The best happy ending【東リべ/三ツ谷】
第4章 血のハロウィン
「しかも和泉は手伝いを禁じられてる…」
「うん…。しかも芭流覇羅とモメふまでって時間制限付き」
「そんなんいつモメるか分かんねぇじゃん」
「今日だったら…」
「南無三タケミチ。骨は拾ってやる」
確かにいつ芭流覇羅とモメるかは分からないのだ。
抗争の日にちも教えられていないし、もし今日起きたりすれば武道がヤバい。
それに稀咲はずっと東卍に居ることになってしまうし、最悪な未来となってしまう。
「でもオレ、正直東卍の内部事情とか全然知らないし。“芭流覇羅”とかも何?ってレベルなんだよなー。最近知ったのは場地君が和泉の幼馴染だったて事ぐらい」
「俺も正直よく分からない。元々不良とかそういう興味無いし」
「オイ“不良辞典”」
「あン?しょーがねーなぁ。説明してやるよ」
山岸は通称不良辞典と呼ばれている。
暴走族に詳しくてよく話をしてくるが、興味がない俺は毎回聞き流していた。
だがこういう時は役立つよなぁと思っている…本人に言えば煩いぐらいに怒るだろうけれど。

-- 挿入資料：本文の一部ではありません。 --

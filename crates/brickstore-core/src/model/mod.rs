pub mod lego_set;
pub mod manual;

pub use lego_set::{LegoSet, Model};
pub use manual::Manual;
//! SQL for the LegoSet aggregate, generated from a naming strategy
//!
//! Statements are rendered once per repository. Every identifier comes from
//! the [`NamingStrategy`] and is quoted, so aliases from configuration never
//! reach SQL unescaped.

use brickstore_core::mapping::NamingStrategy;
use brickstore_core::{LegoSet, Manual, Model};

/// Double-quote an SQL identifier
pub fn quote_ident(name: &str) -> String {
    format!("\"{}\"", name.replace('"', "\"\""))
}

/// Value bound to one column of a `model` row
#[derive(Debug, Clone, Copy, PartialEq, Eq)]
pub enum ModelValue {
    /// Back-reference to the owning set
    SetId,
    /// Map key under which the model is stored in the set
    Key,
    Name,
    Description,
}

/// Physical names resolved for the aggregate
#[derive(Debug, Clone, PartialEq, Eq)]
pub struct AggregateNames {
    pub set_table: String,
    pub set_id: String,
    pub set_name: String,
    pub set_min_age: String,
    pub set_max_age: String,
    pub manual_table: String,
    pub manual_set_ref: String,
    pub manual_author: String,
    pub manual_text: String,
    pub model_table: String,
    pub model_set_ref: String,
    pub model_key: String,
    pub model_name: String,
    pub model_description: String,
}

impl AggregateNames {
    pub fn resolve(naming: &dyn NamingStrategy) -> Self {
        Self {
            set_table: naming.table_name(&LegoSet::ENTITY),
            set_id: naming.column_name(&LegoSet::ID),
            set_name: naming.column_name(&LegoSet::NAME),
            set_min_age: naming.column_name(&LegoSet::MINIMUM_AGE),
            set_max_age: naming.column_name(&LegoSet::MAXIMUM_AGE),
            manual_table: naming.table_name(&Manual::ENTITY),
            manual_set_ref: naming.reverse_column_name(&LegoSet::MANUAL),
            manual_author: naming.column_name(&Manual::AUTHOR),
            manual_text: naming.column_name(&Manual::TEXT),
            model_table: naming.table_name(&Model::ENTITY),
            model_set_ref: naming.reverse_column_name(&LegoSet::MODELS),
            model_key: naming.key_column(&LegoSet::MODELS),
            model_name: naming.column_name(&Model::NAME),
            model_description: naming.column_name(&Model::DESCRIPTION),
        }
    }

    /// `(property, physical name)` pairs, for diagnostics
    pub fn describe(&self) -> Vec<(&'static str, String)> {
        vec![
            ("LegoSet (table)", self.set_table.clone()),
            ("LegoSet.id", self.set_id.clone()),
            ("LegoSet.name", self.set_name.clone()),
            ("LegoSet.intMinimumAge", self.set_min_age.clone()),
            ("LegoSet.intMaximumAge", self.set_max_age.clone()),
            ("Manual (table)", self.manual_table.clone()),
            ("LegoSet.manual (reverse column)", self.manual_set_ref.clone()),
            ("Manual.author", self.manual_author.clone()),
            ("Manual.text", self.manual_text.clone()),
            ("Model (table)", self.model_table.clone()),
            ("LegoSet.models (reverse column)", self.model_set_ref.clone()),
            ("LegoSet.models (key column)", self.model_key.clone()),
            ("Model.name", self.model_name.clone()),
            ("Model.description", self.model_description.clone()),
        ]
    }
}

/// Rendered statements for the aggregate
#[derive(Debug, Clone)]
pub struct LegoSetStatements {
    pub names: AggregateNames,

    pub upsert_set: String,
    pub select_set: String,
    pub select_set_ids: String,
    pub count_sets: String,
    pub max_set_id: String,
    pub delete_set: String,

    pub insert_manual: String,
    pub select_manual: String,
    pub delete_manual: String,

    /// Bind order for `insert_model`
    pub model_values: Vec<ModelValue>,
    pub insert_model: String,
    pub select_models: String,
    pub delete_models: String,
}

impl LegoSetStatements {
    pub fn new(naming: &dyn NamingStrategy) -> Self {
        let names = AggregateNames::resolve(naming);
        let q = quote_ident;

        let set_table = q(&names.set_table);
        let set_id = q(&names.set_id);
        let set_name = q(&names.set_name);
        let set_min = q(&names.set_min_age);
        let set_max = q(&names.set_max_age);

        let upsert_set = format!(
            "INSERT INTO {set_table} ({set_id}, {set_name}, {set_min}, {set_max})
             VALUES (?1, ?2, ?3, ?4)
             ON CONFLICT({set_id}) DO UPDATE SET
                {set_name} = excluded.{set_name},
                {set_min} = excluded.{set_min},
                {set_max} = excluded.{set_max}"
        );
        let select_set = format!(
            "SELECT {set_id}, {set_name}, {set_min}, {set_max} FROM {set_table} WHERE {set_id} = ?1"
        );
        let select_set_ids = format!("SELECT {set_id} FROM {set_table} ORDER BY {set_id}");
        let count_sets = format!("SELECT COUNT(*) FROM {set_table}");
        let max_set_id = format!("SELECT COALESCE(MAX({set_id}), 0) FROM {set_table}");
        let delete_set = format!("DELETE FROM {set_table} WHERE {set_id} = ?1");

        let manual_table = q(&names.manual_table);
        let manual_ref = q(&names.manual_set_ref);
        let manual_author = q(&names.manual_author);
        let manual_text = q(&names.manual_text);

        let insert_manual = format!(
            "INSERT INTO {manual_table} ({manual_ref}, {manual_author}, {manual_text}) VALUES (?1, ?2, ?3)"
        );
        let select_manual = format!(
            "SELECT rowid, {manual_ref}, {manual_author} FROM {manual_table} WHERE {manual_ref} = ?1"
        );
        let delete_manual = format!("DELETE FROM {manual_table} WHERE {manual_ref} = ?1");

        // The map key column may coincide with the model's own name column;
        // each physical column is written once.
        let mut model_columns: Vec<String> = Vec::new();
        let mut model_values = Vec::new();
        for (column, value) in [
            (&names.model_set_ref, ModelValue::SetId),
            (&names.model_key, ModelValue::Key),
            (&names.model_name, ModelValue::Name),
            (&names.model_description, ModelValue::Description),
        ] {
            if !model_columns.contains(column) {
                model_columns.push(column.clone());
                model_values.push(value);
            }
        }

        let model_table = q(&names.model_table);
        let model_ref = q(&names.model_set_ref);
        let model_key = q(&names.model_key);
        let model_name = q(&names.model_name);

        let insert_model = format!(
            "INSERT INTO {model_table} ({}) VALUES ({})",
            model_columns
                .iter()
                .map(|c| q(c))
                .collect::<Vec<_>>()
                .join(", "),
            (1..=model_columns.len())
                .map(|i| format!("?{}", i))
                .collect::<Vec<_>>()
                .join(", "),
        );
        let select_models = format!(
            "SELECT rowid, {model_key}, {model_name} FROM {model_table} WHERE {model_ref} = ?1 ORDER BY {model_key}"
        );
        let delete_models = format!("DELETE FROM {model_table} WHERE {model_ref} = ?1");

        Self {
            names,
            upsert_set,
            select_set,
            select_set_ids,
            count_sets,
            max_set_id,
            delete_set,
            insert_manual,
            select_manual,
            delete_manual,
            model_values,
            insert_model,
            select_models,
            delete_models,
        }
    }
}

#[cfg(test)]
mod tests {
    use super::*;
    use brickstore_core::mapping::{AliasNamingStrategy, ColumnAliases, DefaultNamingStrategy};

    #[test]
    fn test_quote_ident_escapes_quotes() {
        assert_eq!(quote_ident("max_age"), "\"max_age\"");
        assert_eq!(quote_ident("we\"ird"), "\"we\"\"ird\"");
    }

    #[test]
    fn test_standard_statements_use_aliases() {
        let naming = AliasNamingStrategy::new(ColumnAliases::standard());
        let statements = LegoSetStatements::new(&naming);

        assert!(statements.upsert_set.contains("\"min_age\""));
        assert!(statements.upsert_set.contains("\"max_age\""));
        assert!(statements.insert_manual.starts_with("INSERT INTO \"handbuch\" (\"handbuch_id\""));
        assert!(statements.select_models.contains("WHERE \"lego_set\" = ?1"));
    }

    #[test]
    fn test_key_column_shared_with_name_is_written_once() {
        let naming = AliasNamingStrategy::new(ColumnAliases::standard());
        let statements = LegoSetStatements::new(&naming);

        assert_eq!(
            statements.model_values,
            vec![ModelValue::SetId, ModelValue::Key, ModelValue::Description]
        );
        assert_eq!(
            statements.insert_model,
            "INSERT INTO \"model\" (\"lego_set\", \"name\", \"description\") VALUES (?1, ?2, ?3)"
        );
    }

    #[test]
    fn test_default_naming_keeps_separate_key_column() {
        let statements = LegoSetStatements::new(&DefaultNamingStrategy);

        assert_eq!(statements.names.model_key, "lego_set_key");
        assert_eq!(statements.names.manual_set_ref, "lego_set");
        assert_eq!(statements.model_values.len(), 4);
    }
}
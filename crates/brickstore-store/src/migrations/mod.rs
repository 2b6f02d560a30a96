//! Migration framework
//!
//! - Embedded SQL migrations, applied in order
//! - SHA-256 checksum recorded per migration and verified on every run
//! - Idempotent application

mod checksums;
mod embedded;
mod runner;

pub use embedded::{get_migrations, Migration};
pub use runner::apply_migrations;
//! Logical-to-physical name mapping
//!
//! Entities describe themselves with [`EntityType`] and [`PersistentProperty`]
//! constants; a [`NamingStrategy`] turns those into table and column names.

pub mod alias_strategy;
pub mod aliases;
pub mod naming;
pub mod property;

pub use alias_strategy::AliasNamingStrategy;
pub use aliases::ColumnAliases;
pub use naming::{to_snake_case, DefaultNamingStrategy, NamingStrategy};
pub use property::{EntityType, PersistentProperty};
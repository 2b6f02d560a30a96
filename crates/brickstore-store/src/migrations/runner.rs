//! Migration runner

#![allow(clippy::result_large_err)]

use crate::errors::{checksum_mismatch, from_rusqlite, migration_error, Result};
use crate::migrations::checksums::compute_checksum;
use crate::migrations::embedded::get_migrations;
use rusqlite::{Connection, OptionalExtension};

/// Apply all pending migrations to the database
///
/// Already-applied migrations are skipped after their checksum is verified.
pub fn apply_migrations(conn: &mut Connection) -> Result<()> {
    create_schema_version_table(conn)?;

    for migration in get_migrations() {
        apply_migration(conn, migration.id, migration.sql)?;
    }

    Ok(())
}

fn create_schema_version_table(conn: &Connection) -> Result<()> {
    conn.execute(
        "CREATE TABLE IF NOT EXISTS schema_version (
            id INTEGER PRIMARY KEY,
            migration_id TEXT NOT NULL UNIQUE,
            applied_at INTEGER NOT NULL,
            checksum TEXT
        )",
        [],
    )
    .map_err(from_rusqlite)?;

    Ok(())
}

fn apply_migration(conn: &mut Connection, migration_id: &str, sql: &str) -> Result<()> {
    let checksum = compute_checksum(sql);

    let recorded: Option<Option<String>> = conn
        .query_row(
            "SELECT checksum FROM schema_version WHERE migration_id = ?",
            [migration_id],
            |row| row.get(0),
        )
        .optional()
        .map_err(from_rusqlite)?;

    match recorded {
        Some(Some(stored)) if stored != checksum => {
            return Err(checksum_mismatch(migration_id, &stored, &checksum));
        }
        Some(_) => return Ok(()),
        None => {}
    }

    let tx = conn.transaction().map_err(from_rusqlite)?;

    tx.execute_batch(sql)
        .map_err(|e| migration_error(migration_id, &e.to_string()))?;

    let now = chrono::Utc::now().timestamp();
    tx.execute(
        "INSERT INTO schema_version (migration_id, applied_at, checksum) VALUES (?, ?, ?)",
        rusqlite::params![migration_id, now, checksum],
    )
    .map_err(from_rusqlite)?;

    tx.commit().map_err(from_rusqlite)?;

    tracing::info!(migration_id, "applied migration");
    Ok(())
}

そして山岸は黒板に向かうと、白チョークを手にしてから文字を書き出した。
東卍の文字と佐野先輩の渾名が黒板に並ぶ。
「東京卍會。略して“東卍”は総長マイキー君に、副総長ドラケン君。その下に5つの部隊。それぞれの部隊に20人ぬらいの構成員、計100人から成る巨大暴走族グループなんだ。ここまで分かってるな?」
「「へー知らなかった」」
「マジで?オマエらそれでも不良?」
「俺は不良じゃないんだけど…」
いや東京卍會に属したからもう不良か。
なんて思いながら、呆れ顔の山岸は『仕方ねぇな』と言いながら溜息をついた。
「オレの聞いた話だと、元参番隊隊長のパーちん君が捕まって副隊長のぺーやん君は弐番隊に入ったらしい」
「え?じゃあぺーやん君は三ツ谷君の下についたって事?」
「うん」
「うげっ……マジかよ」
「同じ隊かー。苦手なんだよなーぺーやん君」
「同じく」
初めて会った時から林先輩は苦手。
しかもあの8・3抗争でもっと苦手になったものだから…まさか同じ隊になるとは運がついていない。
だが関わらなければ良いかと思いながら大きく溜息をついた。
だが驚いた。
林先輩はそのまま参番隊の副隊長かと思ったが、移動する事になったとは知らなかったものだから。